**ACTIVITY**
What lines in the records below include the word "claimed"? Return each one.

**PROVIDED ENTRIES**
------

use std::collections::{HashMap, HashSet};

use crate::{
    api::{Comment, Error, NodeId, Warning},
    Node, NodeKey, NodeRef,
};

/// The ways a caller can point at a node
#[derive(Clone, Debug, Eq, PartialEq)]
pub enum Locator {
    /// Position in the depth-first flattening, the root being 0
    Offset(usize),
    Hex(String),
    Id(NodeId),
    /// Sibling indices from the root
    Path(Vec<usize>),
}

impl From<NodeId> for Locator {
    fn from(id: NodeId) -> Locator {
        Locator::Id(id)
    }
}

/// An ordered comment tree below a sentinel root.
///
/// Nodes live in an arena and link to each other by [`NodeKey`]. A node can be
/// staged in the arena without being reachable from the root; only reachable
/// nodes are present in the identity indices.
#[derive(Clone, Debug, serde::Deserialize, serde::Serialize)]
pub struct Tree {
    pub(crate) nodes: Vec<Option<Node>>,
    pub(crate) root: NodeKey,

    #[serde(skip)]
    by_id: HashMap<NodeId, NodeKey>,
    #[serde(skip)]
    by_hex: HashMap<String, NodeKey>,
}

impl Default for Tree {
    fn default() -> Tree {
        Tree::new()
    }
}

impl Tree {
    pub fn new() -> Tree {
        Tree::with_root_id(NodeId::new())
    }

    pub fn with_root_id(id: NodeId) -> Tree {
        let mut root = Node::with_id(id, Comment::default());
        root.index = Some(0);
        let mut tree = Tree {
            nodes: vec![Some(root)],
            root: NodeKey(0),
            by_id: HashMap::new(),
            by_hex: HashMap::new(),
        };
        tree.register(NodeKey(0));
        tree
    }

    pub fn root_key(&self) -> NodeKey {
        self.root
    }

    pub fn root(&self) -> NodeRef<'_> {
        self.node_ref(self.root)
            .expect("the sentinel root is never purged")
    }

    pub fn node(&self, key: NodeKey) -> Option<&Node> {
        self.nodes.get(key.0).and_then(Option::as_ref)
    }

    pub fn node_ref(&self, key: NodeKey) -> Option<NodeRef<'_>> {
        self.node(key).map(|node| NodeRef {
            tree: self,
            key,
            node,
        })
    }

    fn get_node(&self, key: NodeKey) -> Result<&Node, Error> {
        self.node(key)
            .ok_or_else(|| Error::NodeNotFound(key.to_string()))
    }

    fn get_node_mut(&mut self, key: NodeKey) -> Result<&mut Node, Error> {
        self.nodes
            .get_mut(key.0)
            .and_then(Option::as_mut)
            .ok_or_else(|| Error::NodeNotFound(key.to_string()))
    }

    /// Number of comments, the sentinel root excluded
    pub fn len(&self) -> usize {
        self.root().size() - 1
    }

    pub fn is_empty(&self) -> bool {
        self.root().is_leaf()
    }

    pub fn contains(&self, id: NodeId) -> bool {
        self.by_id.contains_key(&id)
    }

    pub fn key_of(&self, id: NodeId) -> Option<NodeKey> {
        self.by_id.get(&id).copied()
    }

    pub fn is_reachable(&self, key: NodeKey) -> bool {
        let mut cur = Some(key);
        for _ in 0..=self.nodes.len() {
            match cur {
                Some(k) if k == self.root => return true,
                Some(k) => cur = self.node(k).and_then(|n| n.parent),
                None => return false,
            }
        }
        false
    }

    fn subtree(&self, key: NodeKey) -> Vec<NodeKey> {
        self.node_ref(key)
            .map(|n| n.dfs().map(|n| n.key()).collect())
            .unwrap_or_default()
    }

    fn register(&mut self, key: NodeKey) {
        for k in self.subtree(key) {
            if let Some(id) = self.node(k).map(|n| n.id) {
                self.by_id.insert(id, k);
                self.by_hex.insert(id.hex(), k);
            }
        }
    }

    fn unregister(&mut self, key: NodeKey) {
        for k in self.subtree(key) {
            if let Some(id) = self.node(k).map(|n| n.id) {
                self.by_id.remove(&id);
                self.by_hex.remove(&id.hex());
            }
        }
    }

    /// Rebuilds both identity indices from the reachable nodes, then checks
    /// the whole structure
    pub(crate) fn reindex(&mut self) -> Result<(), Error> {
        self.by_id.clear();
        self.by_hex.clear();
        let mut seen = HashSet::new();
        let mut stack = vec![self.root];
        while let Some(k) = stack.pop() {
            if !seen.insert(k) {
                return Err(Error::Integrity(format!("node {k} is reachable twice")));
            }
            let n = self
                .nodes
                .get(k.0)
                .and_then(Option::as_ref)
                .ok_or_else(|| Error::Integrity(format!("node {k} is linked but missing")))?;
            if self.by_id.insert(n.id, k).is_some() {
                return Err(Error::DuplicateId(n.id));
            }
            self.by_hex.insert(n.id.hex(), k);
            stack.extend(n.children.iter().copied());
        }
        self.check_links()?;
        self.check_integrity()
    }

    /// Checks the links of every arena slot, staged nodes included
    fn check_links(&self) -> Result<(), Error> {
        for (i, n) in self.nodes.iter().enumerate() {
            let Some(n) = n else { continue };
            let k = NodeKey(i);
            if k == self.root {
                continue;
            }
            match (n.parent, n.index) {
                (None, None) => (),
                (Some(p), Some(index)) => {
                    let listed = self.node(p).and_then(|p| p.children.get(index));
                    if listed != Some(&k) {
                        return Err(Error::Integrity(format!(
                            "node {} claims slot {index} of {p}, which does not hold it",
                            n.id
                        )));
                    }
                }
                (parent, index) => {
                    return Err(Error::Integrity(format!(
                        "node {} has parent {parent:?} but index {index:?}",
                        n.id
                    )))
                }
            }
            for c in &n.children {
                if self.node(*c).and_then(|c| c.parent) != Some(k) {
                    return Err(Error::Integrity(format!(
                        "node {c} does not point back to its parent {}",
                        n.id
                    )));
                }
            }
        }
        Ok(())
    }

    pub(crate) fn revalidate(&mut self, parent: NodeKey) -> Result<(), Error> {
        let children = self.get_node(parent)?.children.clone();
        for (i, c) in children.into_iter().enumerate() {
            self.get_node_mut(c)?.index = Some(i);
        }
        Ok(())
    }

    /// Verifies that the identity indices match the reachable nodes exactly,
    /// that every child points back to its parent and that cached indices are
    /// up to date
    pub fn check_integrity(&self) -> Result<(), Error> {
        let root = self
            .node(self.root)
            .ok_or_else(|| Error::Integrity(String::from("the root is missing")))?;
        if root.parent.is_some() || root.index != Some(0) {
            return Err(Error::Integrity(String::from(
                "the root must have no parent and index 0",
            )));
        }
        let mut seen = HashSet::new();
        let mut stack = vec![self.root];
        while let Some(k) = stack.pop() {
            if !seen.insert(k) {
                return Err(Error::Integrity(format!("node {k} is reachable twice")));
            }
            let n = self
                .node(k)
                .ok_or_else(|| Error::Integrity(format!("node {k} is linked but missing")))?;
            if self.by_id.get(&n.id) != Some(&k) || self.by_hex.get(&n.id.hex()) != Some(&k) {
                return Err(Error::Integrity(format!("node {} is not indexed", n.id)));
            }
            for (i, c) in n.children.iter().enumerate() {
                let cn = self
                    .node(*c)
                    .ok_or_else(|| Error::Integrity(format!("node {c} is linked but missing")))?;
                if cn.parent != Some(k) {
                    return Err(Error::Integrity(format!(
                        "node {} does not point back to its parent {}",
                        cn.id, n.id
                    )));
                }
                if cn.index != Some(i) {
                    return Err(Error::Integrity(format!(
                        "node {} caches index {:?} but sits at {i}",
                        cn.id, cn.index
                    )));
                }
                stack.push(*c);
            }
        }
        if self.by_id.len() != seen.len() || self.by_hex.len() != seen.len() {
            return Err(Error::Integrity(format!(
                "{} nodes are reachable but {} are indexed by id and {} by hex",
                seen.len(),
                self.by_id.len(),
                self.by_hex.len()
            )));
        }
        Ok(())
    }

    pub fn shallow_eq(&self, other: &Tree) -> bool {
        self.root().shallow_eq(&other.root())
    }

    pub fn deep_eq(&self, other: &Tree) -> bool {
        self.root().deep_eq(&other.root())
    }
}
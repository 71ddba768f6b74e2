use crate::{
    api::{Error, Field, Operator, Value, Warning},
    NodeKey, NodeRef, Tree,
};

/// Result of a search: one group per query set (or per index path), plus
/// every recoverable condition hit on the way
#[derive(Clone, Debug, Default, Eq, PartialEq)]
pub struct Found {
    pub groups: Vec<Vec<NodeKey>>,
    pub warnings: Vec<Warning>,
}

impl Found {
    pub fn keys(&self) -> impl Iterator<Item = NodeKey> + '_ {
        self.groups.iter().flatten().copied()
    }
}

/// Search builder, see [`NodeRef::find_nodes`].
///
/// A query set pairs fields with target values positionally. A node hits a
/// set when every pair matches, and each set is satisfied by the first node
/// hitting it in depth-first order. A node satisfies at most one set.
#[must_use]
pub struct FindNodes<'a> {
    from: NodeRef<'a>,
    cap: Option<usize>,
    fields: Option<Vec<Vec<Field>>>,
    values: Option<Vec<Vec<Value>>>,
    operator: Operator,
    cast: bool,
    paths: Option<Vec<Vec<usize>>>,
}

impl<'a> NodeRef<'a> {
    pub fn find_nodes(&self) -> FindNodes<'a> {
        FindNodes {
            from: *self,
            cap: None,
            fields: None,
            values: None,
            operator: Operator::default(),
            cast: true,
            paths: None,
        }
    }

    /// Walks `path` down from this node. An out-of-range index stops the walk
    /// at the last node reached.
    pub fn find_node_by_index(&self, path: &[usize], warnings: &mut Vec<Warning>) -> NodeRef<'a> {
        let mut cur = *self;
        for (depth, &index) in path.iter().enumerate() {
            match cur.child(index) {
                Some(c) => cur = c,
                None => {
                    Warning::IndexOutOfRange { index, depth }.emit(warnings);
                    break;
                }
            }
        }
        cur
    }
}

impl Tree {
    pub fn find_nodes(&self) -> FindNodes<'_> {
        self.root().find_nodes()
    }
}

impl<'a> FindNodes<'a> {
    /// Maximum number of matched nodes, defaults to the subtree size
    pub fn cap(mut self, cap: usize) -> Self {
        self.cap = Some(cap);
        self
    }

    pub fn fields(mut self, fields: Vec<Vec<Field>>) -> Self {
        self.fields = Some(fields);
        self
    }

    pub fn values(mut self, values: Vec<Vec<Value>>) -> Self {
        self.values = Some(values);
        self
    }

    /// Appends one query set
    pub fn query(mut self, pairs: impl IntoIterator<Item = (Field, Value)>) -> Self {
        let (f, v): (Vec<Field>, Vec<Value>) = pairs.into_iter().unzip();
        self.fields.get_or_insert_with(Vec::new).push(f);
        self.values.get_or_insert_with(Vec::new).push(v);
        self
    }

    pub fn operator(mut self, operator: impl Into<Operator>) -> Self {
        self.operator = operator.into();
        self
    }

    /// Whether field values get coerced to the kind of their target first
    pub fn cast(mut self, cast: bool) -> Self {
        self.cast = cast;
        self
    }

    /// Direct index paths. When given, they replace the query sets and the cap.
    pub fn paths(mut self, paths: Vec<Vec<usize>>) -> Self {
        self.paths = Some(paths);
        self
    }

    pub fn run(self) -> Result<Found, Error> {
        let mut warnings = Vec::new();
        let sets = match (self.fields, self.values) {
            (None, None) => None,
            (Some(_), None) => return Err(Error::MissingQueryValues),
            (None, Some(_)) => return Err(Error::MissingQueryFields),
            (Some(fields), Some(values)) => {
                if fields.len() != values.len() {
                    return Err(Error::QuerySetCountMismatch {
                        fields: fields.len(),
                        values: values.len(),
                    });
                }
                for (set, (f, v)) in fields.iter().zip(values.iter()).enumerate() {
                    if f.len() != v.len() {
                        return Err(Error::QuerySetLengthMismatch {
                            set,
                            fields: f.len(),
                            values: v.len(),
                        });
                    }
                }
                Some(
                    fields
                        .into_iter()
                        .zip(values)
                        .map(|(f, v)| f.into_iter().zip(v).collect::<Vec<_>>())
                        .collect::<Vec<_>>(),
                )
            }
        };
        let predicate = self.operator.predicate(self.cast)?;

        if let Some(paths) = self.paths {
            if paths.is_empty() {
                Warning::NoPaths.emit(&mut warnings);
            }
            let groups: Vec<Vec<NodeKey>> = paths
                .iter()
                .map(|p| vec![self.from.find_node_by_index(p, &mut warnings).key()])
                .collect();
            return Ok(Found { groups, warnings });
        }

        let available = self.from.size();
        let cap = match self.cap {
            None => available,
            Some(requested) if requested > available => {
                Warning::CapClamped {
                    requested,
                    available,
                }
                .emit(&mut warnings);
                available
            }
            Some(cap) => cap,
        };

        let sets = match sets {
            Some(sets) if !sets.is_empty() => sets,
            _ => {
                Warning::NoCriteria { cap }.emit(&mut warnings);
                let first: Vec<NodeKey> = self.from.dfs().take(cap).map(|n| n.key()).collect();
                return Ok(Found {
                    groups: vec![first],
                    warnings,
                });
            }
        };

        let mut groups = vec![Vec::new(); sets.len()];
        let mut matched = 0;
        // The sentinel root holds no comment and never matches
        for node in self.from.dfs().filter(|n| !n.is_root()) {
            if matched >= cap || matched == sets.len() {
                break;
            }
            let comment = node.comment();
            let mut claimed = false;
            for (i, set) in sets.iter().enumerate() {
                let hit = set.iter().all(|(field, target)| {
                    predicate.test(&comment.value(*field), target, &mut warnings)
                });
                if !hit {
                    continue;
                }
                if !groups[i].is_empty() {
                    Warning::DuplicateMatch {
                        set: i,
                        node: node.id(),
                    }
                    .emit(&mut warnings);
                } else if !claimed {
                    groups[i].push(node.key());
                    claimed = true;
                    matched += 1;
                }
            }
        }
        Ok(Found { groups, warnings })
    }
}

------

**WRITTEN RESPONSE**
            let mut claimed = false;
                } else if !claimed {
                    claimed = true;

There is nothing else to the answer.